## Your goal
Up to and including the line containing "pub async fn", set down each line of the entries below exactly, starting from the first, and leave out the rest.

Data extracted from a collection

══════

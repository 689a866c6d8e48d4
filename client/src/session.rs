use crate::api::ApiClient;
use crate::audio::AudioCapture;
use crate::controller::Controller;
use crate::ui;
use anyhow::Result;
use log::debug;
use shared::{Config, WorkflowState};
use std::path::Path;
use tokio::io::{AsyncBufReadExt, BufReader};

/// Interactive consultation session: reads commands from stdin, drives the
/// workflow controller, and renders its state after every event.
pub async fn run(config: &Config) -> Result<()> {
    let api = ApiClient::new(&config.api)?;
    let capture = AudioCapture::new(&config.audio);
    let mut controller = Controller::new(capture, api);

    println!("Connected to {}.", controller.api().base_url());
    println!("{}", ui::format_help());
    println!();
    println!("{}", ui::format_status(controller.state(), controller.input()));

    let stdin = BufReader::new(tokio::io::stdin());
    let mut lines = stdin.lines();

    while let Some(line) = lines.next_line().await? {
        let line = line.trim();
        let (command, argument) = match line.split_once(char::is_whitespace) {
            Some((command, argument)) => (command, Some(argument.trim())),
            None => (line, None),
        };
        debug!("command: {:?} {:?}", command, argument);

        match command {
            "" => continue,
            "record" => controller.start_capture(),
            "stop" => controller.stop_capture(),
            "discard" => controller.discard_audio(),
            "image" => match argument {
                Some(path) => controller.select_image(Path::new(path)).await,
                None => println!("usage: image <path>"),
            },
            "remove" => controller.remove_image(),
            "submit" => {
                println!("Submitting...");
                controller.submit().await;
                if let WorkflowState::Succeeded(result) = controller.state() {
                    println!("{}", ui::format_result(result));
                }
            }
            "play" => play_reply(&controller).await,
            "save" => match argument {
                Some(path) => save_reply(&controller, Path::new(path)).await,
                None => println!("usage: save <path>"),
            },
            "status" => {}
            "reset" => controller.reset(),
            "help" => println!("{}", ui::format_help()),
            "quit" | "exit" => break,
            other => println!("unknown command '{}'; type 'help'", other),
        }

        if let Some(notice) = controller.take_notice() {
            println!("{}", ui::format_notice(&notice));
        }
        println!("{}", ui::format_status(controller.state(), controller.input()));
    }

    Ok(())
}

async fn play_reply<C: crate::audio::CaptureDevice>(controller: &Controller<C>) {
    let Some(audio_url) = reply_url(controller) else {
        println!("no spoken reply to play");
        return;
    };
    match controller.api().fetch_audio(&audio_url).await {
        Ok(bytes) => {
            if let Err(e) = ui::play_audio(bytes).await {
                println!("playback failed: {}", e);
            }
        }
        Err(e) => println!("{}", ui::format_notice(&e.to_string())),
    }
}

async fn save_reply<C: crate::audio::CaptureDevice>(controller: &Controller<C>, path: &Path) {
    let Some(audio_url) = reply_url(controller) else {
        println!("no spoken reply to save");
        return;
    };
    match controller.api().fetch_audio(&audio_url).await {
        Ok(bytes) => match tokio::fs::write(path, &bytes).await {
            Ok(()) => println!("wrote {} bytes to {}", bytes.len(), path.display()),
            Err(e) => println!("could not write {}: {}", path.display(), e),
        },
        Err(e) => println!("{}", ui::format_notice(&e.to_string())),
    }
}

fn reply_url<C: crate::audio::CaptureDevice>(controller: &Controller<C>) -> Option<String> {
    match controller.state() {
        WorkflowState::Succeeded(result) => result.audio_url.clone(),
        _ => None,
    }
}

══════

## Exercise output
repository 689a866c6d8e48d4
filename client/src/session.rs
use crate::api::ApiClient;
use crate::audio::AudioCapture;
use crate::controller::Controller;
use crate::ui;
use anyhow::Result;
use log::debug;
use shared::{Config, WorkflowState};
use std::path::Path;
use tokio::io::{AsyncBufReadExt, BufReader};

/// Interactive consultation session: reads commands from stdin, drives the
/// workflow controller, and renders its state after every event.
pub async fn run(config: &Config) -> Result<()> {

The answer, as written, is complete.